- **ENTRIES SUPPLIED**:

//! Bundled Electrum server lists, keyed by chain hash.
//!
//! Each resource is a JSON object whose keys are hostnames and whose values
//! carry the SSL port as a decimal string under `"s"` (0 when absent).
//! Hostnames stay unresolved until connect time; certificate checking is
//! hard-coded to [`SslMode::Loose`] for bundled entries.

use std::collections::HashMap;
use std::fmt;

use serde::Deserialize;

use crate::error::{ElectrumError, ElectrumResult};
use crate::types::ChainHash;

const MAINNET_SERVERS: &str = include_str!("servers/servers_mainnet.json");
const TESTNET_SERVERS: &str = include_str!("servers/servers_testnet.json");
const SIGNET_SERVERS: &str = include_str!("servers/servers_signet.json");
const REGTEST_SERVERS: &str = include_str!("servers/servers_regtest.json");

/// Certificate checking behavior for an SSL connection.
#[derive(Debug, Clone, Copy, PartialEq, Eq, Hash)]
pub enum SslMode {
    /// Verify the certificate chain.
    Strict,
    /// Accept any certificate.
    Loose,
    /// Let the transport decide based on the address kind.
    Decide,
}

/// An Electrum server endpoint, unresolved until connect time.
#[derive(Debug, Clone, PartialEq, Eq, Hash)]
pub struct ServerAddress {
    pub host: String,
    pub port: u16,
    pub ssl: SslMode,
}

impl ServerAddress {
    pub fn new(host: impl Into<String>, port: u16, ssl: SslMode) -> Self {
        Self {
            host: host.into(),
            port,
            ssl,
        }
    }
}

impl fmt::Display for ServerAddress {
    fn fmt(&self, f: &mut fmt::Formatter<'_>) -> fmt::Result {
        write!(f, "{}:{}", self.host, self.port)
    }
}

#[derive(Debug, Deserialize)]
struct ServerEntry {
    #[serde(default)]
    s: Option<String>,
}

/// Load the bundled server list for the given chain.
///
/// Unknown chain hashes are a programmer error and fail loudly; a corrupt
/// resource surfaces as [`ElectrumError::ServerList`]. With `use_onion`
/// unset, `.onion` hostnames are filtered out.
pub fn read_server_addresses(
    chain_hash: ChainHash,
    use_onion: bool,
) -> ElectrumResult<Vec<ServerAddress>> {
    let raw = if chain_hash == ChainHash::MAINNET {
        MAINNET_SERVERS
    } else if chain_hash == ChainHash::TESTNET {
        TESTNET_SERVERS
    } else if chain_hash == ChainHash::SIGNET {
        SIGNET_SERVERS
    } else if chain_hash == ChainHash::REGTEST {
        REGTEST_SERVERS
    } else {
        return Err(ElectrumError::UnknownChainHash(chain_hash));
    };

    let entries: HashMap<String, ServerEntry> =
        serde_json::from_str(raw).map_err(|e| ElectrumError::ServerList(e.to_string()))?;

    let mut servers = Vec::with_capacity(entries.len());
    for (host, entry) in entries {
        if !use_onion && host.ends_with(".onion") {
            continue;
        }
        let port = match entry.s {
            Some(s) => s
                .parse::<u16>()
                .map_err(|e| ElectrumError::ServerList(format!("bad ssl port for {}: {}", host, e)))?,
            None => 0,
        };
        servers.push(ServerAddress::new(host, port, SslMode::Loose));
    }

    Ok(servers)
}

- **WHAT IS BEING ASKED**:
Would you print exactly and only the lines of the material above that run from the line with "and whose values" through the line with "fn fmt(&self, f: &mut", both included?

- **EXERCISE OUTPUT**:
//! Each resource is a JSON object whose keys are hostnames and whose values
//! carry the SSL port as a decimal string under `"s"` (0 when absent).
//! Hostnames stay unresolved until connect time; certificate checking is
//! hard-coded to [`SslMode::Loose`] for bundled entries.

use std::collections::HashMap;
use std::fmt;

use serde::Deserialize;

use crate::error::{ElectrumError, ElectrumResult};
use crate::types::ChainHash;

const MAINNET_SERVERS: &str = include_str!("servers/servers_mainnet.json");
const TESTNET_SERVERS: &str = include_str!("servers/servers_testnet.json");
const SIGNET_SERVERS: &str = include_str!("servers/servers_signet.json");
const REGTEST_SERVERS: &str = include_str!("servers/servers_regtest.json");

/// Certificate checking behavior for an SSL connection.
#[derive(Debug, Clone, Copy, PartialEq, Eq, Hash)]
pub enum SslMode {
    /// Verify the certificate chain.
    Strict,
    /// Accept any certificate.
    Loose,
    /// Let the transport decide based on the address kind.
    Decide,
}

/// An Electrum server endpoint, unresolved until connect time.
#[derive(Debug, Clone, PartialEq, Eq, Hash)]
pub struct ServerAddress {
    pub host: String,
    pub port: u16,
    pub ssl: SslMode,
}

impl ServerAddress {
    pub fn new(host: impl Into<String>, port: u16, ssl: SslMode) -> Self {
        Self {
            host: host.into(),
            port,
            ssl,
        }
    }
}

impl fmt::Display for ServerAddress {
    fn fmt(&self, f: &mut fmt::Formatter<'_>) -> fmt::Result {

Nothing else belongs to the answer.